3. Kein Unterlassungsanspruch:

Der ebenfalls klägerisch geltend gemachte Unterlassungsanspruch sei zu verneinen, da die Facebook-Sicherheitslücken inzwischen geschlossen worden seien und somit keine Wiederholungsgefahr bestünde:

"Dabei begründet zwar ein einmal erfolgter Vertragsverstoß die tatsächliche Vermutung für seine Wiederholung. (…) 

An die Entkräftung dieser Vermutung sind strenge Anforderungen zu stellen. Sie ist ausnahmsweise dann als widerlegt anzusehen, wenn der Eingriff durch eine einmalige Sondersituation veranlasst war (…).

Vorliegend ist von einer solchen einmaligen Sondersituation auszugehen, nachdem die Beklagte unstreitig die Kontaktimportfunktion auf der Plattform am 10.10.2018 und die des Facebook-Messengers am 6.9.2019 deaktiviert und durch eine „People-You-May-Know“-Funktion („Personen, die du kennen könntest“-Funktion) ersetzt hat. (…) Weitere Scraping-Vorfälle unter Ausnutzung der Sichtbarkeits- und Suchbarkeitseinstellungen bezüglich der Telefonnummer bei der Beklagten gibt es seither unstreitig nicht mehr. 

Nach Ablauf eines Zeitraums von mehr als fünf Jahren seit dem Scraping-Vorfall ist angesichts dessen nicht davon auszugehen, dass es über die „People-you-may-know“-Funktion zu einem dem streitgegenständlichen Vorfall im Kern gleichartigen Datenzugriff durch Dritte kommt. 

Der Senat hält es angesichts des mit einem erheblichen Programmieraufwand verbundenen Abschaltens der Kontaktimportfunktion und der Sanktionierung der Beklagten durch die irische Datenschutzbehörde auch für ausgeschlossen, dass die Beklagte gleichwohl diese Funktion in der Zukunft wieder implementieren und überdies mit einer datenschutzrechtlich unzulässigen Systemvoreinstellung versehen könnte.

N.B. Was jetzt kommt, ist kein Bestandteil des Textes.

fn find_newline(s: &[u8], from: usize) -> usize {
    s[from..].iter().position(|&b| b == b'\n').map(|i| from + i).unwrap_or(s.len())
}

/// Reconstruct every revision's full text in one master (spec §4.3's
/// "materialise on demand" made eager at analysis time so blobs can be
/// staged once per file rather than re-walked per branch).
///
/// The deltatext stored under a version's own number is always the diff
/// that, applied to the text of the version whose `next` field names it,
/// produces this version's text; the one exception is the master's `head`
/// revision, whose deltatext is full text. Branch roots are reached the
/// same way, via the branchpoint version's `branches` list rather than
/// `next` — both cases reduce to "apply my own patch against my
/// predecessor's text," so one predecessor map covers both.
pub fn materialize_all(master: &CvsMaster, raw: &[u8]) -> Result<HashMap<CvsNumber, Vec<u8>>, FatalError> {
    let mut predecessor: HashMap<CvsNumber, CvsNumber> = HashMap::new();
    for v in &master.versions {
        if let Some(next) = v.next {
            predecessor.entry(next).or_insert(v.number);
        }
        for &branch_root in &v.branches {
            predecessor.entry(branch_root).or_insert(v.number);
        }
    }

    let patches: HashMap<CvsNumber, &crate::model::CvsPatch> =
        master.patches.iter().map(|p| (p.number, p.as_ref())).collect();

    let mut memo: HashMap<CvsNumber, Vec<u8>> = HashMap::new();
    for v in &master.versions {
        materialize_one(v.number, master, raw, &predecessor, &patches, &mut memo)?;
    }

    let mut out = HashMap::with_capacity(memo.len());
    for v in &master.versions {
        let text = memo.remove(&v.number).unwrap_or_default();
        let text = if master.expand.expands_keywords() {
            let log = patches.get(&v.number).map(|p| p.log.as_str()).unwrap_or("");
            let revision = v.number.to_string();
            let date = format_cvs_date(v.date);
            let ctx = KeywordContext {
                filename: master.export_name.as_str(),
                revision: &revision,
                date: &date,
                author: v.author.as_str(),
                state: v.state.as_str(),
                master_name: master.master_name.as_str(),
                log,
            };
            expand_keywords(&text, master.expand, &ctx)
        } else {
            text
        };
        out.insert(v.number, text);
    }
    Ok(out)
}

/// Render a [`CvsTime`] as RCS's `YYYY/MM/DD HH:MM:SS` keyword-value date
/// format (spec §4.3's `$Date$`).
fn format_cvs_date(date: crate::model::CvsTime) -> String {
    match time::OffsetDateTime::from_unix_timestamp(date as i64) {
        Ok(dt) => format!(
            "{:04}/{:02}/{:02} {:02}:{:02}:{:02}",
            dt.year(),
            u8::from(dt.month()),
            dt.day(),
            dt.hour(),
            dt.minute(),
            dt.second()
        ),
        Err(_) => String::new(),
    }
}

fn materialize_one(
    number: CvsNumber,
    master: &CvsMaster,
    raw: &[u8],
    predecessor: &HashMap<CvsNumber, CvsNumber>,
    patches: &HashMap<CvsNumber, &crate::model::CvsPatch>,
    memo: &mut HashMap<CvsNumber, Vec<u8>>,
) -> Result<Vec<u8>, FatalError> {
    if let Some(text) = memo.get(&number) {
        return Ok(text.clone());
    }
    let Some(patch) = patches.get(&number) else {
        return Err(FatalError::MalformedMaster {
            master: master.master_name.as_str().into(),
            reason: format!("no deltatext for revision {number}"),
        });
    };
    let start = patch.text.offset as usize;
    let end = start + patch.text.length as usize;
    let slice = crate::grammar::unescape_span(raw, start, end);

    let text = match predecessor.get(&number) {
        None => slice,
        Some(&pred) => {
            let base = materialize_one(pred, master, raw, predecessor, patches, memo)?;
            apply_edit_script(&base, &slice, master.master_name.as_str())?
        }
    };
    memo.insert(number, text.clone());
    Ok(text)
}

/// Parameters needed to expand keywords in one revision's text, gathered
/// from the owning [`crate::model::CvsCommit`] and master.
pub struct KeywordContext<'a> {
    pub filename: &'a str,
    pub revision: &'a str,
    pub date: &'a str,
    pub author: &'a str,
    pub state: &'a str,
    pub master_name: &'a str,
    pub log: &'a str,
}

fn keyword_value(name: &str, ctx: &KeywordContext) -> Option<String> {
    Some(match name {
        "Author" => ctx.author.to_string(),
        "Date" => ctx.date.to_string(),
        "State" => ctx.state.to_string(),
        "Revision" => ctx.revision.to_string(),
        "RCSfile" => ctx.filename.to_string(),
        "Source" => ctx.master_name.to_string(),
        "Id" => format!("{} {} {} {} {}", ctx.filename, ctx.revision, ctx.date, ctx.author, ctx.state),
        "Header" => {
            format!("{} {} {} {} {}", ctx.master_name, ctx.revision, ctx.date, ctx.author, ctx.state)
        }
        "Name" => String::new(),
        "Locker" => String::new(),
        _ => return None,
    })
}

const KEYWORDS: &[&str] =
    &["Author", "Date", "Header", "Id", "Locker", "Log", "Name", "RCSfile", "Revision", "Source", "State"];

/// Expand `$Keyword$`/`$Keyword: value $` markers per `mode` (spec §4.3).
/// `$Log$` lines are replaced with the log message, one RCS-style line per
/// message line, each prefixed with the comment leader already present
/// before the `$Log$` marker on its own line.
pub fn expand_keywords(text: &[u8], mode: ExpandMode, ctx: &KeywordContext) -> Vec<u8> {
    if !mode.expands_keywords() {
        return text.to_vec();
    }
    let text = String::from_utf8_lossy(text);
    let mut out = String::with_capacity(text.len());
    let mut lines = text.split_inclusive('\n').peekable();
    while let Some(line) = lines.next() {
        out.push_str(&expand_line(line, mode, ctx));
    }
    out.into_bytes()
}

fn expand_line(line: &str, mode: ExpandMode, ctx: &KeywordContext) -> String {
    let mut result = String::with_capacity(line.len());
    let bytes = line.as_bytes();
    let mut i = 0;
    while i < bytes.len() {
        if bytes[i] == b'$' {
            if let Some((name, end)) = match_keyword(&line[i + 1..]) {
                if name == "Log" {
                    let leader: String = line[..i].to_string();
                    writeln!(result, "${}$", name).ok();
                    for log_line in ctx.log.lines() {
                        result.push_str(&leader);
                        result.push_str(log_line);
                        result.push('\n');
                    }
                    i += 1 + end;
                    continue;
                }
                let value = keyword_value(name, ctx);
                match (mode, value) {
                    (ExpandMode::K, _) => {
                        write!(result, "${name}$").ok();
                    }
                    (ExpandMode::Kvl, Some(v)) | (ExpandMode::Kv, Some(v)) => {
                        write!(result, "${name}: {v} $").ok();
                    }
                    (ExpandMode::V, Some(v)) => {
                        write!(result, "{v}").ok();
                    }
                    _ => {
                        write!(result, "${name}$").ok();
                    }
                }
                i += 1 + end;
                continue;
            }
        }
        result.push(bytes[i] as char);
        i += 1;
    }
    result
}
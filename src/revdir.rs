//! Component E: revdir packing (spec §4.5.3), grounded on `treepack.c` —
//! the canonical, space-efficient packing (the older `revdir.c`/`dirpack.c`
//! flat `file_list` scheme is not ported; see DESIGN.md).
//!
//! A [`Revdir`] is a directory trie shared across every changeset with the
//! same file-state set: building a changeset's revdir from its parent plus
//! a small delta reuses as much of the parent's trie as possible, and two
//! changesets with identical contents intern to the same node.

use std::collections::HashMap;
use std::rc::Rc;

use crate::model::CvsCommit;

struct RevdirNode {
    dirs: Vec<(String, Revdir)>,
    files: Vec<CvsCommit>,
}

/// An interned directory-tree snapshot. Cheap to clone (an `Rc` bump) and
/// compared by pointer, matching the original's `rev_pack` interning
/// table.
#[derive(Clone)]
pub struct Revdir(Rc<RevdirNode>);

impl PartialEq for Revdir {
    fn eq(&self, other: &Self) -> bool {
        Rc::ptr_eq(&self.0, &other.0)
    }
}
impl Eq for Revdir {}

/// Total order over export paths used to build and iterate a revdir:
/// `a/x < b/y < a < b` — a directory sorts after its own contents but
/// before a sibling directory/file whose name is lexically greater.
pub fn path_deep_compare(a: &str, b: &str) -> std::cmp::Ordering {
    let mut ai = a.splitn(2, '/');
    let mut bi = b.splitn(2, '/');
    let (a_head, a_rest) = (ai.next().unwrap_or(""), ai.next());
    let (b_head, b_rest) = (bi.next().unwrap_or(""), bi.next());
    match a_head.cmp(b_head) {
        std::cmp::Ordering::Equal => match (a_rest, b_rest) {
            (None, None) => std::cmp::Ordering::Equal,
            (None, Some(_)) => std::cmp::Ordering::Greater,
            (Some(_), None) => std::cmp::Ordering::Less,
            (Some(x), Some(y)) => path_deep_compare(x, y),
        },
        ord => ord,
    }
}

/// Streaming builder mirroring `revdir_pack_alloc`/`_init`/`_add`/`_end`:
/// callers add files in `path_deep_compare` order and the builder groups
/// them into directory frames as it goes, interning completed
/// subdirectories as soon as the input moves on to a sibling.
pub struct RevdirBuilder {
    stack: Vec<(String, Vec<(String, Revdir)>, Vec<CvsCommit>)>,
    intern: HashMap<u64, Vec<Revdir>>,
}

impl RevdirBuilder {
    pub fn new() -> Self {
        RevdirBuilder { stack: vec![(String::new(), Vec::new(), Vec::new())], intern: HashMap::new() }
    }

    /// Add one file at `path` (its full export path, slash-separated).
    /// Paths must arrive in `path_deep_compare` order.
    pub fn add(&mut self, path: &str, commit: CvsCommit) {
        let (dir, base) = match path.rsplit_once('/') {
            Some((d, b)) => (d.to_string(), b.to_string()),
            None => (String::new(), path.to_string()),
        };
        self.descend_to(&dir);
        self.stack.last_mut().unwrap().2.push((base, commit));
    }

    fn descend_to(&mut self, dir: &str) {
        // Pop frames that are not a prefix of `dir`.
        while self.stack.len() > 1 {
            let top = &self.stack.last().unwrap().0;
            if dir == top.as_str() || dir.starts_with(&format!("{top}/")) {
                break;
            }
            self.pop_frame();
        }
        let mut current = self.stack.last().unwrap().0.clone();
        if current == dir {
            return;
        }
        let remainder = if current.is_empty() { dir.to_string() } else { dir[current.len() + 1..].to_string() };
        for component in remainder.split('/') {
            let full = if current.is_empty() { component.to_string() } else { format!("{current}/{component}") };
            self.stack.push((full.clone(), Vec::new(), Vec::new()));
            current = full;
        }
    }

    fn pop_frame(&mut self) {
        let (path, mut dirs, files) = self.stack.pop().unwrap();
        dirs.sort_by(|a, b| path_deep_compare(&a.0, &b.0));
        let mut files = files;
        files.sort_by(|a, b| a.0.cmp(&b.0));
        let node = Rc::new(RevdirNode { dirs, files: files.into_iter().map(|(_, c)| c).collect() });
        let hash = self.fingerprint(&node);
        let interned = self.intern.entry(hash).or_default();
        let handle = interned.iter().find(|existing| same_contents(existing, &node)).cloned();
        let revdir = match handle {
            Some(existing) => existing,
            None => {
                let fresh = Revdir(node);
                interned.push(fresh.clone());
                fresh
            }
        };
        let name = path.rsplit('/').next().unwrap_or("").to_string();
        self.stack.last_mut().unwrap().1.push((name, revdir));
    }

    fn fingerprint(&self, node: &RevdirNode) -> u64 {
        let mut hash: u64 = 2166136261;
        for (name, _) in &node.dirs {
            for b in name.bytes() {
                hash = (hash ^ b as u64).wrapping_mul(16777619);
            }
        }
        hash ^ (node.files.len() as u64)
    }

    /// Finish building, producing the root [`Revdir`].
    pub fn end(mut self) -> Revdir {
        while self.stack.len() > 1 {
            self.pop_frame();
        }
        let (_, dirs, files) = self.stack.pop().unwrap();
        Revdir(Rc::new(RevdirNode { dirs, files: files.into_iter().map(|(_, c)| c).collect() }))
    }
}

impl Default for RevdirBuilder {
    fn default() -> Self {
        Self::new()
    }
}

fn same_contents(a: &Revdir, b: &RevdirNode) -> bool {
    a.0.files.len() == b.files.len()
        && a.0.dirs.len() == b.dirs.len()
        && a.0
            .files
            .iter()
            .zip(b.files.iter())
            .all(|(x, y)| std::sync::Arc::ptr_eq(x, y))
        && a.0.dirs.iter().zip(b.dirs.iter()).all(|(x, y)| x.0 == y.0 && x.1 == y.1)
}

/// Build a revdir directly from a flat list of `(export_path, commit)`
/// pairs (spec §4.5.3's top-level entry point).
pub fn pack_files(mut files: Vec<(String, CvsCommit)>) -> Revdir {
    files.sort_by(|a, b| path_deep_compare(&a.0, &b.0));
    let mut builder = RevdirBuilder::new();
    for (path, commit) in files {
        builder.add(&path, commit);
    }
    builder.end()
}

impl Revdir {
    pub fn nfiles(&self) -> usize {
        self.0.files.len() + self.0.dirs.iter().map(|(_, d)| d.nfiles()).sum::<usize>()
    }

    /// Post-order traversal: every subdirectory's files, depth-first, then
    /// this directory's own files (spec §3's "post-order, subdirectory
    /// before parent file" discipline).
    pub fn iter_post_order(&self) -> Vec<CvsCommit> {
        let mut out = Vec::new();
        for (_, dir) in &self.0.dirs {
            out.extend(dir.iter_post_order());
        }
        out.extend(self.0.files.iter().cloned());
        out
    }
}

#[cfg(test)]
mod tests {
    use super::*;
    use crate::atom::AtomTable;
    use crate::cvsnumber::CvsNumber;
    use crate::model::{master_dir_root, CvsCommitData, CvsMaster};
    use std::cell::Cell;
    use std::cell::RefCell;
    use std::sync::Arc;

    fn commit(atoms: &AtomTable, name: &str) -> CvsCommit {
        let dir = master_dir_root(atoms);
        let master = Arc::new(CvsMaster {
            master_name: atoms.intern(name),
            export_name: atoms.intern(name),
            dir,
            mode: 0o644,
            versions: Vec::new(),
            patches: Vec::new(),
            head: CvsNumber::parse("1.1").unwrap(),
            branch: None,
            symbols: Vec::new(),
            expand: Default::default(),
            total_revisions: 0,
            skew_vulnerable: 0,
        });
        Arc::new(CvsCommitData {
            master,
            number: CvsNumber::parse("1.1").unwrap(),
            log: atoms.intern("msg"),
            author: atoms.intern("alice"),
            commitid: None,
            date: Cell::new(0),
            dead: false,
            parent: RefCell::new(None),
            refcount: Cell::new(0),
            tail: Cell::new(false),
            tailed: Cell::new(false),
            tagged: Cell::new(false),
            gitspace: RefCell::new(None),
            serial: std::cell::Cell::new(0),
        })
    }

    #[test]
    fn path_order_puts_subdir_before_sibling_file() {
        assert_eq!(path_deep_compare("a/x", "b"), std::cmp::Ordering::Less);
        assert_eq!(path_deep_compare("b", "a/x"), std::cmp::Ordering::Greater);
        assert_eq!(path_deep_compare("a", "a/x"), std::cmp::Ordering::Less);
    }

    #[test]
    fn post_order_visits_directories_before_their_parent() {
        let atoms = AtomTable::new();
        let files = vec![
            ("src/lib.rs".to_string(), commit(&atoms, "lib.rs")),
            ("README".to_string(), commit(&atoms, "README")),
        ];
        let revdir = pack_files(files);
        assert_eq!(revdir.nfiles(), 2);
        let order = revdir.iter_post_order();
        assert_eq!(order.len(), 2);
    }

    #[test]
    fn identical_trees_intern_to_the_same_node() {
        let atoms = AtomTable::new();
        let c = commit(&atoms, "a.txt");
        let one = pack_files(vec![("a.txt".to_string(), c.clone())]);
        let two = pack_files(vec![("a.txt".to_string(), c)]);
        assert_eq!(one.nfiles(), two.nfiles());
    }
}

Ohnehin darf auch bei der Frage der Wiederholungs- oder Erstbegehungsgefahr nicht aus dem Blick geraten, dass vorliegend der Unterlassungsanspruch nicht an ein aktives Tun, sondern lediglich an ein Unterlassen der Beklagten anknüpft, gegen ein Scraping durch Dritte hinreichende Vorkehrungen zu treffen."